2004 Chris Rock stand-up comedy special

Never Scared is a television special that premiered on HBO on April 17, 2004, starring comedian Chris Rock. It is the fourth special by Chris Rock recorded at the DAR Constitution Hall in Washington, D.C., on March 24, 2004.

==CD version==

The CD version, released on February 15, 2005, includes several recorded segments including a rap song performed with Lil' Jon called "Get Lower", and recurring themes of "Thug Radio" and "Tip Your Hat to Whitey". At the conclusion of the album is a spoof movie trailer titled "Who Tha Fuck You Looking At"; the protagonists are made out to be black men, but the voice-over gives the cast as Steven Seagal, Chingy, Sidney Poitier and the sound of machine guns.

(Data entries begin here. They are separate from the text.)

// Copyright (c) Microsoft Corporation.
// Licensed under the MIT License.

use std::fmt;
use std::sync::Arc;

use crate::Event;

/// Identifies a registered listener so that it can be unsubscribed later.
#[derive(Debug, Clone, Copy, PartialEq, Eq, Hash, PartialOrd, Ord)]
pub struct ListenerId(pub(crate) u64);

impl fmt::Display for ListenerId {
    fn fmt(&self, f: &mut fmt::Formatter<'_>) -> fmt::Result {
        write!(f, "#{}", self.0)
    }
}

/// How a UI-affine listener wants to hear about changes to the event log.
#[derive(Debug, Clone, Copy, PartialEq, Eq, Hash)]
pub enum EventStyle {
    /// Every change resends the full, ordered list of retained events.
    Snapshot,
    /// Every change is reported as individual additions and removals.
    Delta,
}

/// A change delivered to UI-affine listeners on the UI dispatch queue.
///
/// Payloads are immutable copies; holding on to them never blocks the model.
#[derive(Debug, Clone, PartialEq, Eq)]
pub enum Notification {
    /// The active time source produced a new value, in milliseconds.
    TimeUpdated(i64),
    /// A different time source became active; carries its label.
    ModeChanged(String),
    /// The full, ordered list of retained events. Sent to [`EventStyle::Snapshot`] listeners.
    EventsUpdated(Arc<[Event]>),
    /// An event entered the log. Sent to [`EventStyle::Delta`] listeners.
    EventAdded(Event),
    /// An event left the log, through eviction or clearing. Sent to [`EventStyle::Delta`] listeners.
    EventRemoved(Event),
}

/// A listener whose callbacks run on the UI dispatch queue.
///
/// Callbacks never run concurrently with each other or with anything else scheduled on the
/// same queue, and they observe notifications in the order the model enqueued them. Each
/// callback has an empty default implementation, so listeners only implement what they render.
///
/// A panic raised by a callback is caught and logged. It does not prevent delivery to other
/// listeners and does not affect the model.
///
/// # Examples
///
/// ```
/// use clockwork::{Event, UiListener};
///
/// #[derive(Debug)]
/// struct Title;
///
/// impl UiListener for Title {
///     fn on_mode_changed(&self, label: &str) {
///         println!("mode: {label}");
///     }
/// }
/// ```
pub trait UiListener: Send + Sync {
    /// Called when the active time source produces a new value.
    fn on_time_updated(&self, millis: i64) {
        let _ = millis;
    }

    /// Called when a different time source becomes active.
    fn on_mode_changed(&self, label: &str) {
        let _ = label;
    }

    /// Called with the full list of retained events, oldest first.
    fn on_events_updated(&self, events: &[Event]) {
        let _ = events;
    }

    /// Called when an event enters the log.
    fn on_event_added(&self, event: &Event) {
        let _ = event;
    }

    /// Called when an event leaves the log.
    fn on_event_removed(&self, event: &Event) {
        let _ = event;
    }

    /// Receives every notification. The default routes to the specific callbacks above.
    fn on_notification(&self, notification: &Notification) {
        match notification {
            Notification::TimeUpdated(millis) => self.on_time_updated(*millis),
            Notification::ModeChanged(label) => self.on_mode_changed(label),
            Notification::EventsUpdated(events) => self.on_events_updated(events),
            Notification::EventAdded(event) => self.on_event_added(event),
            Notification::EventRemoved(event) => self.on_event_removed(event),
        }
    }
}

/// A listener that receives appended events synchronously on the mutating thread.
///
/// Data listeners are invoked right after the mutation completes, on whichever thread performed
/// it (usually the ticking thread). They must be fast and must not touch UI state directly.
///
/// Closures taking `(timestamp_millis, message)` implement this trait.
///
/// # Examples
///
/// ```
/// use std::sync::Arc;
///
/// use clockwork::DataListener;
///
/// let listener: Arc<dyn DataListener> = Arc::new(|ts: i64, message: &str| {
///     println!("{message} @ {ts}");
/// });
/// listener.on_new_value(7, "Tick");
/// ```
pub trait DataListener: Send + Sync {
    /// Called with the timestamp and message of a newly appended event.
    fn on_new_value(&self, timestamp_millis: i64, message: &str);
}

impl<F> DataListener for F
where
    F: Fn(i64, &str) + Send + Sync,
{
    fn on_new_value(&self, timestamp_millis: i64, message: &str) {
        self(timestamp_millis, message);
    }
}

The skit "The Morning After" is a parody of "Where Are My Panties" from the album Speakerboxxx/The Love Below by Outkast.

===Track listing===
1. "Thug Radio Intro" – 0:25
2. "Off the Pole" – 5:57
3. "Real People of Ignorance (Rap Star)" – 1:02
4. "Smack Her With A Dick (Rap Stand Up)" – 9:25
5. "K-Rock" – 0:12
6. "Get Lower (featuring Lil' Jon)" – 2:38
7. "Jacksons Gone Wild" – 10:05
8. "Thug News" – 0:34
9. "Tip Your Hat to Whitey (Hawaii)" – 1:19
10. "The War" – 3:01
11. "Black Poet" – 1:48
12. "Feed Other Countries" – 1:38
13. "Ballmart" – 0:38
14. "Drugs, Donuts, & Wealth" – 9:42
15. "Thug Radio ID" – 0:10
16. "Tip Your Hat to Whitey (Jamaica)" – 1:33
17. "Affirmative Action" – 7:50
18. "Tip Your Hat to Whitey (Mars)" – 1:27
19. "Don't Cheat" – 1:29
20. "The Morning After" – 0:21
21. "Real People of Ignorance (Tattoo)" – 1:03
22. "Women Hate Women" – 2:42
23. "K-Rock ID #2" – 0:05
24. "Marriage" – 7:42
25. "Thug Radio Sign Off" – 2:40

===Reception===
Never Scared won the 2006 Grammy Award for Best Comedy Album.

==References in popular culture==
The 2012 rap song "Fair Fight" by the group Strong Arm Steady samples a quote from the special, alongside a number of quotes from Eddie Griffin's DysFUNKtional Family comedy show.